* **INPUT MATERIAL**:
//! Entity Tree Model - the unified node representation
//!
//! Every parser in this crate (search explain, search profile, graph profile)
//! produces the same [`EntityInfo`] tree so the visualizer can render them
//! uniformly.

use serde::{Deserialize, Serialize};
use std::collections::HashSet;
use std::fmt;
use uuid::Uuid;

/// Kind of a node in the entity tree
///
/// The well-known kinds are listed explicitly. Profile replies and graph
/// plans carry arbitrary operation labels (`WILDCARD`, `Results`,
/// `Node By Label Scan`, ...), those land in [`EntityType::Other`].
#[derive(Debug, Clone, PartialEq, Eq, Hash, Serialize, Deserialize)]
#[serde(from = "String", into = "String")]
pub enum EntityType {
    Expr,
    Union,
    Intersect,
    Numeric,

    // Iterator kinds reported by FT.PROFILE
    Geo,
    Text,
    Tag,

    // Result processors reported by FT.PROFILE
    Index,
    Scorer,
    Sorter,
    Loader,

    /// Synthetic root grouping every shard of a cluster profile
    ClusterMerge,

    Other(String),
}

impl EntityType {
    /// Returns the label used on the wire
    pub fn as_str(&self) -> &str {
        match self {
            Self::Expr => "Expr",
            Self::Union => "UNION",
            Self::Intersect => "INTERSECT",
            Self::Numeric => "NUMERIC",
            Self::Geo => "GEO",
            Self::Text => "TEXT",
            Self::Tag => "TAG",
            Self::Index => "Index",
            Self::Scorer => "Scorer",
            Self::Sorter => "Sorter",
            Self::Loader => "Loader",
            Self::ClusterMerge => "CLUSTER MERGE",
            Self::Other(label) => label,
        }
    }

    /// Parses a label as emitted by the database
    pub fn from_label(label: &str) -> Self {
        match label {
            "Expr" => Self::Expr,
            "UNION" => Self::Union,
            "INTERSECT" => Self::Intersect,
            "NUMERIC" => Self::Numeric,
            "GEO" => Self::Geo,
            "TEXT" => Self::Text,
            "TAG" => Self::Tag,
            "Index" => Self::Index,
            "Scorer" => Self::Scorer,
            "Sorter" => Self::Sorter,
            "Loader" => Self::Loader,
            "CLUSTER MERGE" => Self::ClusterMerge,
            other => Self::Other(other.to_string()),
        }
    }
}

impl fmt::Display for EntityType {
    fn fmt(&self, f: &mut fmt::Formatter<'_>) -> fmt::Result {
        f.write_str(self.as_str())
    }
}

impl From<String> for EntityType {
    fn from(label: String) -> Self {
        Self::from_label(&label)
    }
}

impl From<EntityType> for String {
    fn from(entity_type: EntityType) -> Self {
        match entity_type {
            EntityType::Other(label) => label,
            known => known.as_str().to_string(),
        }
    }
}

/// A single node of the entity tree
#[derive(Debug, Clone, Serialize, Deserialize, PartialEq)]
#[serde(rename_all = "camelCase")]
pub struct EntityInfo {
    /// Identifier, unique within one parse result
    pub id: String,
    #[serde(rename = "type")]
    pub entity_type: EntityType,
    #[serde(default, skip_serializing_if = "Option::is_none")]
    pub sub_type: Option<EntityType>,
    /// Raw payload (search term, iterator term, ...)
    #[serde(default, skip_serializing_if = "Option::is_none")]
    pub data: Option<String>,
    /// Human-readable fragment of the original plan text
    #[serde(default, skip_serializing_if = "Option::is_none")]
    pub snippet: Option<String>,
    #[serde(default)]
    pub children: Vec<EntityInfo>,
    #[serde(default, skip_serializing_if = "Option::is_none")]
    pub time: Option<String>,
    #[serde(default, skip_serializing_if = "Option::is_none")]
    pub counter: Option<String>,
    #[serde(default, skip_serializing_if = "Option::is_none")]
    pub size: Option<String>,
    #[serde(default, skip_serializing_if = "Option::is_none")]
    pub parent_id: Option<String>,
    #[serde(default, skip_serializing_if = "Option::is_none")]
    pub parent_snippet: Option<String>,
    /// Indentation level (graph plans only)
    #[serde(default, skip_serializing_if = "Option::is_none")]
    pub level: Option<usize>,
    #[serde(default, skip_serializing_if = "Option::is_none")]
    pub records_produced: Option<String>,
}

impl EntityInfo {
    /// Creates a node of the given type with a fresh identifier
    pub fn new(entity_type: EntityType) -> Self {
        Self {
            id: Uuid::new_v4().to_string(),
            entity_type,
            sub_type: None,
            data: None,
            snippet: None,
            children: Vec::new(),
            time: None,
            counter: None,
            size: None,
            parent_id: None,
            parent_snippet: None,
            level: None,
            records_produced: None,
        }
    }

    pub fn with_sub_type(mut self, sub_type: EntityType) -> Self {
        self.sub_type = Some(sub_type);
        self
    }

    pub fn with_data(mut self, data: impl Into<String>) -> Self {
        self.data = Some(data.into());
        self
    }

    pub fn with_snippet(mut self, snippet: impl Into<String>) -> Self {
        self.snippet = Some(snippet.into());
        self
    }

    pub fn with_time(mut self, time: impl Into<String>) -> Self {
        self.time = Some(time.into());
        self
    }

    pub fn with_counter(mut self, counter: impl Into<String>) -> Self {
        self.counter = Some(counter.into());
        self
    }

    pub fn with_size(mut self, size: impl Into<String>) -> Self {
        self.size = Some(size.into());
        self
    }

    pub fn with_level(mut self, level: usize) -> Self {
        self.level = Some(level);
        self
    }

    /// Adds a child, stamping it with this node's id and snippet
    ///
    /// Call this only after the node's own snippet is final.
    pub fn with_child(mut self, child: EntityInfo) -> Self {
        let child = self.adopt(child);
        self.children.push(child);
        self
    }

    /// Adds several children in order, stamping each of them
    pub fn with_children(mut self, children: impl IntoIterator<Item = EntityInfo>) -> Self {
        for child in children {
            let child = self.adopt(child);
            self.children.push(child);
        }
        self
    }

    fn adopt(&self, mut child: EntityInfo) -> EntityInfo {
        debug_assert!(
            child.parent_id.is_none(),
            "node {} already belongs to {:?}",
            child.id,
            child.parent_id
        );
        child.parent_id = Some(self.id.clone());
        child.parent_snippet = self.snippet.clone();
        child
    }

    /// Returns an iterator over this node and all descendants (depth-first)
    pub fn iter(&self) -> EntityIterator<'_> {
        EntityIterator::new(self)
    }

    /// Returns the total number of nodes in this subtree (including self)
    pub fn node_count(&self) -> usize {
        1 + self.children.iter().map(|c| c.node_count()).sum::<usize>()
    }

    /// Returns the maximum depth of this subtree
    pub fn depth(&self) -> usize {
        1 + self.children.iter().map(|c| c.depth()).max().unwrap_or(0)
    }

    pub fn is_leaf(&self) -> bool {
        self.children.is_empty()
    }

    /// Finds the first node (depth-first) with the given id
    pub fn find(&self, id: &str) -> Option<&EntityInfo> {
        self.iter().find(|n| n.id == id)
    }

    /// Returns true if no two nodes of this subtree share an id
    pub fn has_unique_ids(&self) -> bool {
        let mut seen = HashSet::new();
        self.iter().all(|n| seen.insert(n.id.as_str()))
    }

    /// Returns the node's time as milliseconds, if it holds a finite number
    pub fn time_ms(&self) -> Option<f64> {
        self.time
            .as_deref()
            .and_then(|t| t.trim().parse::<f64>().ok())
            .filter(|t| t.is_finite())
    }
}

/// Iterator for traversing entity nodes depth-first
pub struct EntityIterator<'a> {
    stack: Vec<&'a EntityInfo>,
}

impl<'a> EntityIterator<'a> {
    fn new(root: &'a EntityInfo) -> Self {
        Self { stack: vec![root] }
    }
}

impl<'a> Iterator for EntityIterator<'a> {
    type Item = &'a EntityInfo;

    fn next(&mut self) -> Option<Self::Item> {
        let node = self.stack.pop()?;
        // Push children in reverse order so we visit them in order
        for child in node.children.iter().rev() {
            self.stack.push(child);
        }
        Some(node)
    }
}

#[cfg(test)]
mod tests;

* **PROBLEM**:
Every line above has to be restated word for word.

* **RESPONSE AREA**:
//! Entity Tree Model - the unified node representation
//!
//! Every parser in this crate (search explain, search profile, graph profile)
//! produces the same [`EntityInfo`] tree so the visualizer can render them
//! uniformly.

use serde::{Deserialize, Serialize};
use std::collections::HashSet;
use std::fmt;
use uuid::Uuid;

/// Kind of a node in the entity tree
///
/// The well-known kinds are listed explicitly. Profile replies and graph
/// plans carry arbitrary operation labels (`WILDCARD`, `Results`,
/// `Node By Label Scan`, ...), those land in [`EntityType::Other`].
#[derive(Debug, Clone, PartialEq, Eq, Hash, Serialize, Deserialize)]
#[serde(from = "String", into = "String")]
pub enum EntityType {
    Expr,
    Union,
    Intersect,
    Numeric,

    // Iterator kinds reported by FT.PROFILE
    Geo,
    Text,
    Tag,

    // Result processors reported by FT.PROFILE
    Index,
    Scorer,
    Sorter,
    Loader,

    /// Synthetic root grouping every shard of a cluster profile
    ClusterMerge,

    Other(String),
}

impl EntityType {
    /// Returns the label used on the wire
    pub fn as_str(&self) -> &str {
        match self {
            Self::Expr => "Expr",
            Self::Union => "UNION",
            Self::Intersect => "INTERSECT",
            Self::Numeric => "NUMERIC",
            Self::Geo => "GEO",
            Self::Text => "TEXT",
            Self::Tag => "TAG",
            Self::Index => "Index",
            Self::Scorer => "Scorer",
            Self::Sorter => "Sorter",
            Self::Loader => "Loader",
            Self::ClusterMerge => "CLUSTER MERGE",
            Self::Other(label) => label,
        }
    }

    /// Parses a label as emitted by the database
    pub fn from_label(label: &str) -> Self {
        match label {
            "Expr" => Self::Expr,
            "UNION" => Self::Union,
            "INTERSECT" => Self::Intersect,
            "NUMERIC" => Self::Numeric,
            "GEO" => Self::Geo,
            "TEXT" => Self::Text,
            "TAG" => Self::Tag,
            "Index" => Self::Index,
            "Scorer" => Self::Scorer,
            "Sorter" => Self::Sorter,
            "Loader" => Self::Loader,
            "CLUSTER MERGE" => Self::ClusterMerge,
            other => Self::Other(other.to_string()),
        }
    }
}

impl fmt::Display for EntityType {
    fn fmt(&self, f: &mut fmt::Formatter<'_>) -> fmt::Result {
        f.write_str(self.as_str())
    }
}

impl From<String> for EntityType {
    fn from(label: String) -> Self {
        Self::from_label(&label)
    }
}

impl From<EntityType> for String {
    fn from(entity_type: EntityType) -> Self {
        match entity_type {
            EntityType::Other(label) => label,
            known => known.as_str().to_string(),
        }
    }
}

/// A single node of the entity tree
#[derive(Debug, Clone, Serialize, Deserialize, PartialEq)]
#[serde(rename_all = "camelCase")]
pub struct EntityInfo {
    /// Identifier, unique within one parse result
    pub id: String,
    #[serde(rename = "type")]
    pub entity_type: EntityType,
    #[serde(default, skip_serializing_if = "Option::is_none")]
    pub sub_type: Option<EntityType>,
    /// Raw payload (search term, iterator term, ...)
    #[serde(default, skip_serializing_if = "Option::is_none")]
    pub data: Option<String>,
    /// Human-readable fragment of the original plan text
    #[serde(default, skip_serializing_if = "Option::is_none")]
    pub snippet: Option<String>,
    #[serde(default)]
    pub children: Vec<EntityInfo>,
    #[serde(default, skip_serializing_if = "Option::is_none")]
    pub time: Option<String>,
    #[serde(default, skip_serializing_if = "Option::is_none")]
    pub counter: Option<String>,
    #[serde(default, skip_serializing_if = "Option::is_none")]
    pub size: Option<String>,
    #[serde(default, skip_serializing_if = "Option::is_none")]
    pub parent_id: Option<String>,
    #[serde(default, skip_serializing_if = "Option::is_none")]
    pub parent_snippet: Option<String>,
    /// Indentation level (graph plans only)
    #[serde(default, skip_serializing_if = "Option::is_none")]
    pub level: Option<usize>,
    #[serde(default, skip_serializing_if = "Option::is_none")]
    pub records_produced: Option<String>,
}

impl EntityInfo {
    /// Creates a node of the given type with a fresh identifier
    pub fn new(entity_type: EntityType) -> Self {
        Self {
            id: Uuid::new_v4().to_string(),
            entity_type,
            sub_type: None,
            data: None,
            snippet: None,
            children: Vec::new(),
            time: None,
            counter: None,
            size: None,
            parent_id: None,
            parent_snippet: None,
            level: None,
            records_produced: None,
        }
    }

    pub fn with_sub_type(mut self, sub_type: EntityType) -> Self {
        self.sub_type = Some(sub_type);
        self
    }

    pub fn with_data(mut self, data: impl Into<String>) -> Self {
        self.data = Some(data.into());
        self
    }

    pub fn with_snippet(mut self, snippet: impl Into<String>) -> Self {
        self.snippet = Some(snippet.into());
        self
    }

    pub fn with_time(mut self, time: impl Into<String>) -> Self {
        self.time = Some(time.into());
        self
    }

    pub fn with_counter(mut self, counter: impl Into<String>) -> Self {
        self.counter = Some(counter.into());
        self
    }

    pub fn with_size(mut self, size: impl Into<String>) -> Self {
        self.size = Some(size.into());
        self
    }

    pub fn with_level(mut self, level: usize) -> Self {
        self.level = Some(level);
        self
    }

    /// Adds a child, stamping it with this node's id and snippet
    ///
    /// Call this only after the node's own snippet is final.
    pub fn with_child(mut self, child: EntityInfo) -> Self {
        let child = self.adopt(child);
        self.children.push(child);
        self
    }

    /// Adds several children in order, stamping each of them
    pub fn with_children(mut self, children: impl IntoIterator<Item = EntityInfo>) -> Self {
        for child in children {
            let child = self.adopt(child);
            self.children.push(child);
        }
        self
    }

    fn adopt(&self, mut child: EntityInfo) -> EntityInfo {
        debug_assert!(
            child.parent_id.is_none(),
            "node {} already belongs to {:?}",
            child.id,
            child.parent_id
        );
        child.parent_id = Some(self.id.clone());
        child.parent_snippet = self.snippet.clone();
        child
    }

    /// Returns an iterator over this node and all descendants (depth-first)
    pub fn iter(&self) -> EntityIterator<'_> {
        EntityIterator::new(self)
    }

    /// Returns the total number of nodes in this subtree (including self)
    pub fn node_count(&self) -> usize {
        1 + self.children.iter().map(|c| c.node_count()).sum::<usize>()
    }

    /// Returns the maximum depth of this subtree
    pub fn depth(&self) -> usize {
        1 + self.children.iter().map(|c| c.depth()).max().unwrap_or(0)
    }

    pub fn is_leaf(&self) -> bool {
        self.children.is_empty()
    }

    /// Finds the first node (depth-first) with the given id
    pub fn find(&self, id: &str) -> Option<&EntityInfo> {
        self.iter().find(|n| n.id == id)
    }

    /// Returns true if no two nodes of this subtree share an id
    pub fn has_unique_ids(&self) -> bool {
        let mut seen = HashSet::new();
        self.iter().all(|n| seen.insert(n.id.as_str()))
    }

    /// Returns the node's time as milliseconds, if it holds a finite number
    pub fn time_ms(&self) -> Option<f64> {
        self.time
            .as_deref()
            .and_then(|t| t.trim().parse::<f64>().ok())
            .filter(|t| t.is_finite())
    }
}

/// Iterator for traversing entity nodes depth-first
pub struct EntityIterator<'a> {
    stack: Vec<&'a EntityInfo>,
}

impl<'a> EntityIterator<'a> {
    fn new(root: &'a EntityInfo) -> Self {
        Self { stack: vec![root] }
    }
}

impl<'a> Iterator for EntityIterator<'a> {
    type Item = &'a EntityInfo;

    fn next(&mut self) -> Option<Self::Item> {
        let node = self.stack.pop()?;
        // Push children in reverse order so we visit them in order
        for child in node.children.iter().rev() {
            self.stack.push(child);
        }
        Some(node)
    }
}

#[cfg(test)]
mod tests;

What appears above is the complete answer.